Repeat exactly the lines below that lie between the line with "pub enum DifferentiationError" and the line with "left, right, op", counting both of those lines as part of the answer.
╭─ Data provided
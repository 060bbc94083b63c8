//! [`Expression`] operations.

use crate::expr::{BinaryOperation, Builtin, Expression};
use std::sync::Arc;
use thiserror::Error;

/// Reasons structural differentiation may fail.
#[derive(Debug, Clone, Error)]
pub enum DifferentiationError {
    /// The power rule only applies when the exponent is a literal constant.
    #[error(
        "unable to differentiate \"({base} ^ {exponent})\", the exponent \
         \"{exponent}\" is not a constant"
    )]
    NonConstantExponent {
        base: Arc<Expression>,
        exponent: Arc<Expression>,
    },
}

/// Evaluate an [`Expression`] at some value of `x`.
///
/// Floating point edge cases (division by zero, a negative base raised to a
/// fractional power, etc.) propagate as `inf` or `NaN`.
pub fn evaluate(expr: &Expression, x: f64) -> f64 {
    match expr {
        Expression::Constant(value) => *value,
        Expression::Variable => x,
        Expression::Binary { left, right, op } => {
            op.apply(evaluate(left, x), evaluate(right, x))
        },
        Expression::FunctionCall { function, operand } => {
            function.apply(evaluate(operand, x))
        },
    }
}

/// Calculate an [`Expression`]'s derivative with respect to `x`.
///
/// The result is built structurally and is not simplified in any way. Any
/// sub-expression the calculus leaves untouched is shared with `expr`.
pub fn derivative(
    expr: &Expression,
) -> Result<Expression, DifferentiationError> {
    tracing::debug!(expr = %expr, "Differentiating");

    differentiate(expr).map_err(|e| {
        tracing::debug!(expr = %expr, error = %e, "Differentiation failed");
        e
    })
}

/// Differentiate an [`Expression`] `n` times.
pub fn nth_derivative(
    expr: &Expression,
    n: usize,
) -> Result<Expression, DifferentiationError> {
    tracing::debug!(expr = %expr, n, "Taking the nth derivative");

    let mut current = expr.clone();

    for order in 1..=n {
        current = differentiate(&current).map_err(|e| {
            tracing::debug!(order, error = %e, "Differentiation failed");
            e
        })?;
    }

    Ok(current)
}

fn differentiate(
    expr: &Expression,
) -> Result<Expression, DifferentiationError> {
    let got = match expr {
        Expression::Constant(_) => Expression::Constant(0.0),
        Expression::Variable => Expression::Constant(1.0),
        Expression::Binary {
            left,
            right,
            op: BinaryOperation::Plus,
        } => differentiate(left)? + differentiate(right)?,
        Expression::Binary {
            left,
            right,
            op: BinaryOperation::Minus,
        } => differentiate(left)? - differentiate(right)?,
        Expression::Binary {
            left,
            right,
            op: BinaryOperation::Times,
        } => {
            // The product rule
            let d_left = differentiate(left)?;
            let d_right = differentiate(right)?;

            times(d_left, right) + times(left, d_right)
        },
        Expression::Binary {
            left,
            right,
            op: BinaryOperation::Divide,
        } => {
            // The quotient rule
            let d_left = differentiate(left)?;
            let d_right = differentiate(right)?;
            let numerator = times(d_left, right) - times(left, d_right);
            let denominator = Expression::binary(
                BinaryOperation::Power,
                Arc::clone(right),
                Expression::Constant(2.0),
            );

            numerator / denominator
        },
        Expression::Binary {
            left,
            right,
            op: BinaryOperation::Power,
        } => {
            // The power rule, followed by the chain rule:
            //   (b^n)' = n * b^(n-1) * b'
            let n = right.as_constant().ok_or_else(|| {
                DifferentiationError::NonConstantExponent {
                    base: Arc::clone(left),
                    exponent: Arc::clone(right),
                }
            })?;
            let d_base = differentiate(left)?;
            let lowered = Expression::binary(
                BinaryOperation::Power,
                Arc::clone(left),
                Expression::Constant(n - 1.0),
            );

            Expression::Constant(n) * lowered * d_base
        },
        Expression::FunctionCall { function, operand } => {
            // implement the chain rule: (f o g)' = (f' o g) * g'
            let f_dash_of_g = match function {
                Builtin::Sine => {
                    Expression::function(Builtin::Cosine, Arc::clone(operand))
                },
                Builtin::Cosine => {
                    Expression::Constant(-1.0)
                        * Expression::function(
                            Builtin::Sine,
                            Arc::clone(operand),
                        )
                },
            };
            let g_dash = differentiate(operand)?;

            f_dash_of_g * g_dash
        },
    };

    Ok(got)
}

/// Multiply two operands, where either may be a handle shared with another
/// expression.
fn times<L, R>(left: L, right: R) -> Expression
where
    L: IntoShared,
    R: IntoShared,
{
    Expression::binary(
        BinaryOperation::Times,
        left.into_shared(),
        right.into_shared(),
    )
}

trait IntoShared {
    fn into_shared(self) -> Arc<Expression>;
}

impl IntoShared for Expression {
    fn into_shared(self) -> Arc<Expression> { Arc::new(self) }
}

impl IntoShared for &Arc<Expression> {
    fn into_shared(self) -> Arc<Expression> { Arc::clone(self) }
}

impl Expression {
    /// Evaluate this expression at some value of `x`.
    pub fn evaluate(&self, x: f64) -> f64 { evaluate(self, x) }

    /// See [`derivative()`].
    pub fn derivative(&self) -> Result<Expression, DifferentiationError> {
        derivative(self)
    }

    /// See [`nth_derivative()`].
    pub fn nth_derivative(
        &self,
        n: usize,
    ) -> Result<Expression, DifferentiationError> {
        nth_derivative(self, n)
    }
}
╰─
## Answer space
pub enum DifferentiationError {
    /// The power rule only applies when the exponent is a literal constant.
    #[error(
        "unable to differentiate \"({base} ^ {exponent})\", the exponent \
         \"{exponent}\" is not a constant"
    )]
    NonConstantExponent {
        base: Arc<Expression>,
        exponent: Arc<Expression>,
    },
}

/// Evaluate an [`Expression`] at some value of `x`.
///
/// Floating point edge cases (division by zero, a negative base raised to a
/// fractional power, etc.) propagate as `inf` or `NaN`.
pub fn evaluate(expr: &Expression, x: f64) -> f64 {
    match expr {
        Expression::Constant(value) => *value,
        Expression::Variable => x,
        Expression::Binary { left, right, op } => {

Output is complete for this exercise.